*** Opening of RECORDED DATA ***

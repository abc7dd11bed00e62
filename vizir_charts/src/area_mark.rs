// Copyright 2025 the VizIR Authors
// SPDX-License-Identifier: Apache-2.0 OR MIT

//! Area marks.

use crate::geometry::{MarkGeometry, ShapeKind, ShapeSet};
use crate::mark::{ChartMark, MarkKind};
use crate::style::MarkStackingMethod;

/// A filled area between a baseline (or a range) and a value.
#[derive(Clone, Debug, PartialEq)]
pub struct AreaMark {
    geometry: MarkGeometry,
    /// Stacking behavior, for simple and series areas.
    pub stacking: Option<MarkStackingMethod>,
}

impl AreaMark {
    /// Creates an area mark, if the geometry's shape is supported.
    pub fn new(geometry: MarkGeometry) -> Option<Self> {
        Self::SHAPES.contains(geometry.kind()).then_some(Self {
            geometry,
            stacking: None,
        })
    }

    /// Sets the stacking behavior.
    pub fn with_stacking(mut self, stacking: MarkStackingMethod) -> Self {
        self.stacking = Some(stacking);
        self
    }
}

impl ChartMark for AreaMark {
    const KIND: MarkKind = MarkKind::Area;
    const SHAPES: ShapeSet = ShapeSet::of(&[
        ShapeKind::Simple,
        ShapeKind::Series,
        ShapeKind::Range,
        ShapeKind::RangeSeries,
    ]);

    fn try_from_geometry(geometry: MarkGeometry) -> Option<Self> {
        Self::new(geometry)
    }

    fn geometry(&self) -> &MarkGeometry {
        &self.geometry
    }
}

*** Close of RECORDED DATA ***

§ **YOUR GOAL**
Copy the records above. Keep every word as it is.

§ **RESPONSE BOX**
repository abc7dd11bed00e62
filename vizir_charts/src/area_mark.rs
// Copyright 2025 the VizIR Authors
// SPDX-License-Identifier: Apache-2.0 OR MIT

//! Area marks.

use crate::geometry::{MarkGeometry, ShapeKind, ShapeSet};
use crate::mark::{ChartMark, MarkKind};
use crate::style::MarkStackingMethod;

/// A filled area between a baseline (or a range) and a value.
#[derive(Clone, Debug, PartialEq)]
pub struct AreaMark {
    geometry: MarkGeometry,
    /// Stacking behavior, for simple and series areas.
    pub stacking: Option<MarkStackingMethod>,
}

impl AreaMark {
    /// Creates an area mark, if the geometry's shape is supported.
    pub fn new(geometry: MarkGeometry) -> Option<Self> {
        Self::SHAPES.contains(geometry.kind()).then_some(Self {
            geometry,
            stacking: None,
        })
    }

    /// Sets the stacking behavior.
    pub fn with_stacking(mut self, stacking: MarkStackingMethod) -> Self {
        self.stacking = Some(stacking);
        self
    }
}

impl ChartMark for AreaMark {
    const KIND: MarkKind = MarkKind::Area;
    const SHAPES: ShapeSet = ShapeSet::of(&[
        ShapeKind::Simple,
        ShapeKind::Series,
        ShapeKind::Range,
        ShapeKind::RangeSeries,
    ]);

    fn try_from_geometry(geometry: MarkGeometry) -> Option<Self> {
        Self::new(geometry)
    }

    fn geometry(&self) -> &MarkGeometry {
        &self.geometry
    }
}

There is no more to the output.